I drove 1,000 miles to rescue Winston kitty. When i arrived he immediately walked up to me and sat down next to me. While I didn’t recognize him, it seemed that he recognized me (cats are funny that way). He just got in the car and home we went. Winston complimented my management style. He is a non-authoritarian alpha cat. Sort of like a *Scrum-master of cats. He immediately looked at me as the kindly inn-keeper and took charge running the the household. He moved on up to a de-luxe apartment in the sky. I think that the rolly poley white kitten on the kitchen floor that stormy night was Winston Kitty.
Winston has outlived all of his friends and colleagues.

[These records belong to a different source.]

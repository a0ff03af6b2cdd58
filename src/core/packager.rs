//! Release packaging: filtered copy of the build tree, delegated
//! minification, helper concatenation, stripping, and archive creation.

use std::path::Path;

use glob_match::glob_match;

use crate::config::archive_name;
use crate::error::{Error, Result};
use crate::pipeline::PipelineContext;
use crate::ssh::execute_local_command_in_dir;
use crate::transform;
use crate::utils::fsx;
use crate::utils::shell;

/// Copy the build tree into the release tree, applying the configured
/// include/exclude glob filter. Dotfiles are included.
pub fn copy_build_to_release(ctx: &PipelineContext) -> Result<()> {
    let build = ctx.layout.build();
    if !build.exists() {
        return Err(Error::validation_invalid_argument(
            "build",
            "Build directory does not exist; run 'build' first",
            Some(build.display().to_string()),
            None,
        ));
    }

    let release = ctx.layout.release();
    fsx::ensure_dir(&release, "copy release")?;

    let mut copied = 0usize;
    for file in fsx::walk_files(&build)? {
        let relative = fsx::relative_unix_path(&build, &file)?;
        if !matches_filter(&relative, &ctx.config.filter.include, &ctx.config.filter.exclude) {
            continue;
        }
        fsx::copy_file(&file, &release.join(&relative), "copy release")?;
        copied += 1;
    }

    log_status!("stage", "Copied {} files into release", copied);
    Ok(())
}

fn matches_filter(relative: &str, include: &[String], exclude: &[String]) -> bool {
    let included = include.iter().any(|pattern| glob_match(pattern, relative));
    let excluded = exclude.iter().any(|pattern| glob_match(pattern, relative));
    included && !excluded
}

/// Copy the static auth file into both served segments of the release.
pub fn copy_htaccess(ctx: &PipelineContext) -> Result<()> {
    let source = ctx.layout.app().join(".htaccess");
    if !source.exists() {
        return Err(Error::asset_missing("app/.htaccess", "copy-htaccess"));
    }
    let release = ctx.layout.release();
    fsx::copy_file(&source, &release.join("app/.htaccess"), "copy htaccess")?;
    fsx::copy_file(&source, &release.join("lib/.htaccess"), "copy htaccess")?;
    Ok(())
}

/// Minify every HTML file in the release except the entry document and the
/// lib/api segments (the entry document is rewritten later; lib and api
/// ship as-is).
pub fn minify_html(ctx: &PipelineContext) -> Result<()> {
    minify_matching(ctx, "minifyHtml", "html", &["index.html"])
}

/// Minify every CSS file in the release except the lib/api segments.
pub fn minify_css(ctx: &PipelineContext) -> Result<()> {
    minify_matching(ctx, "minifyCss", "css", &[])
}

fn minify_matching(
    ctx: &PipelineContext,
    tool: &str,
    extension: &str,
    skip_files: &[&str],
) -> Result<()> {
    let release = ctx.layout.release();
    let mut minified = 0usize;

    for file in fsx::walk_files(&release)? {
        if file.extension().and_then(|e| e.to_str()) != Some(extension) {
            continue;
        }
        let relative = fsx::relative_unix_path(&release, &file)?;
        if relative.starts_with("lib/") || relative.starts_with("api/") {
            continue;
        }
        if skip_files.contains(&relative.as_str()) {
            continue;
        }
        let path = file.to_string_lossy();
        transform::run_tool(ctx, tool, &[("input", &path), ("output", &path)])?;
        minified += 1;
    }

    log_status!("stage", "Minified {} {} files", minified, extension);
    Ok(())
}

/// Concatenate the vendor runtime files and the module-loader config into
/// `release/lib/helpers.min.js`. Every source must be present: a missing
/// runtime would surface as a broken page, not a build error, if skipped.
pub fn concat_helpers(ctx: &PipelineContext) -> Result<()> {
    let release = ctx.layout.release();
    let mut sources = Vec::new();

    for script in &ctx.config.vendor_scripts {
        let name = Path::new(script)
            .file_name()
            .ok_or_else(|| Error::internal_unexpected(format!("Unnamed vendor script: {}", script)))?;
        sources.push(release.join("lib").join(name));
    }

    let loader = Path::new(&ctx.config.loader_config)
        .file_name()
        .ok_or_else(|| Error::internal_unexpected("Unnamed loader config".to_string()))?;
    sources.push(release.join("config").join(loader));

    let mut bundle = String::new();
    for source in &sources {
        if !source.exists() {
            let relative = fsx::relative_unix_path(&release, source)?;
            return Err(Error::asset_missing(relative, "concat-helpers"));
        }
        bundle.push_str(&fsx::read_file(source, "concat helpers")?);
        bundle.push('\n');
    }

    fsx::write_file(
        &release.join("lib/helpers.min.js"),
        &bundle,
        "concat helpers",
    )?;
    Ok(())
}

/// Delete the pre-bundling runtime files: everything in `lib/` except the
/// concatenated helpers bundle and the auth file, plus the module-loader
/// config directory.
pub fn strip_helpers(ctx: &PipelineContext) -> Result<()> {
    let lib = ctx.layout.release().join("lib");
    if lib.exists() {
        for file in fsx::walk_files(&lib)? {
            let name = file
                .file_name()
                .map(|n| n.to_string_lossy().to_string())
                .unwrap_or_default();
            if name == "helpers.min.js" || name == ".htaccess" {
                continue;
            }
            fsx::remove_file_if_exists(&file, "strip helpers")?;
        }
    }

    fsx::remove_dir_if_exists(&ctx.layout.release().join("config"), "strip helpers")
}

/// Delete dev-only source directories and files from the release tree.
pub fn strip_dev(ctx: &PipelineContext) -> Result<()> {
    let release = ctx.layout.release();

    for dir in &ctx.config.strip_dirs {
        fsx::remove_dir_if_exists(&release.join(dir), "strip dev")?;
    }
    for file in &ctx.config.strip_files {
        fsx::remove_file_if_exists(&release.join(file), "strip dev")?;
    }

    Ok(())
}

/// Pack the release tree into `dist/release-<T>.tar.gz`.
///
/// The archive is named by the run's timestamp, so a re-staged build never
/// overwrites an earlier archive; colliding with one is an error.
pub fn compress_release(ctx: &PipelineContext) -> Result<()> {
    let release = ctx.layout.release();
    if !release.exists() {
        return Err(Error::validation_invalid_argument(
            "release",
            "Release directory does not exist; run 'stage' first",
            Some(release.display().to_string()),
            None,
        ));
    }

    let archive = ctx.layout.archive(ctx.timestamp);
    if archive.exists() {
        return Err(Error::validation_invalid_argument(
            "archive",
            format!("Archive already exists: {}", archive.display()),
            Some(archive.display().to_string()),
            None,
        ));
    }
    fsx::ensure_dir(&ctx.layout.dist(), "compress release")?;

    let command = format!(
        "tar -czf {} -C {} .",
        shell::quote_path(&archive.to_string_lossy()),
        shell::quote_path(&release.to_string_lossy()),
    );
    let root = ctx.layout.root.to_string_lossy().to_string();
    let output = execute_local_command_in_dir(&command, Some(&root));
    if !output.success {
        return Err(Error::tool_failed(
            "tar",
            command,
            output.exit_code,
            output.stderr,
        ));
    }

    log_status!("stage", "Created {}", archive_name(ctx.timestamp));
    Ok(())
}

/// Remove all local pipeline output: build, release, and dist trees.
pub fn clean(ctx: &PipelineContext) -> Result<()> {
    fsx::remove_dir_if_exists(&ctx.layout.build(), "clean")?;
    fsx::remove_dir_if_exists(&ctx.layout.release(), "clean")?;
    fsx::remove_dir_if_exists(&ctx.layout.dist(), "clean")?;
    log_status!("clean", "Removed build, release, and dist directories");
    Ok(())
}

His once proud pride is long gone.
He and Tadeusz Kitten have become close friends, but in the past two weeks the torch was passed.
Tadeusz Kitten takes his responsibilities very seriously and is caring for his elderly, frail friend.
He rarely leaves Winston’s side
They had a party last night and didn’t come to bed until dawn. I wasn’t invited. Winston feels better for the moment. We have a rally, I hope it’s not the last.
With that smile on his face I know he’s not in pain and I know –
Today is not the day.
*Scrum is a framework for project management that emphasizes teamwork, accountability and iterative progress toward a well-defined goal. The framework begins with a simple premise: Start with what can be seen or known. After that, track the progress and tweak, as necessary.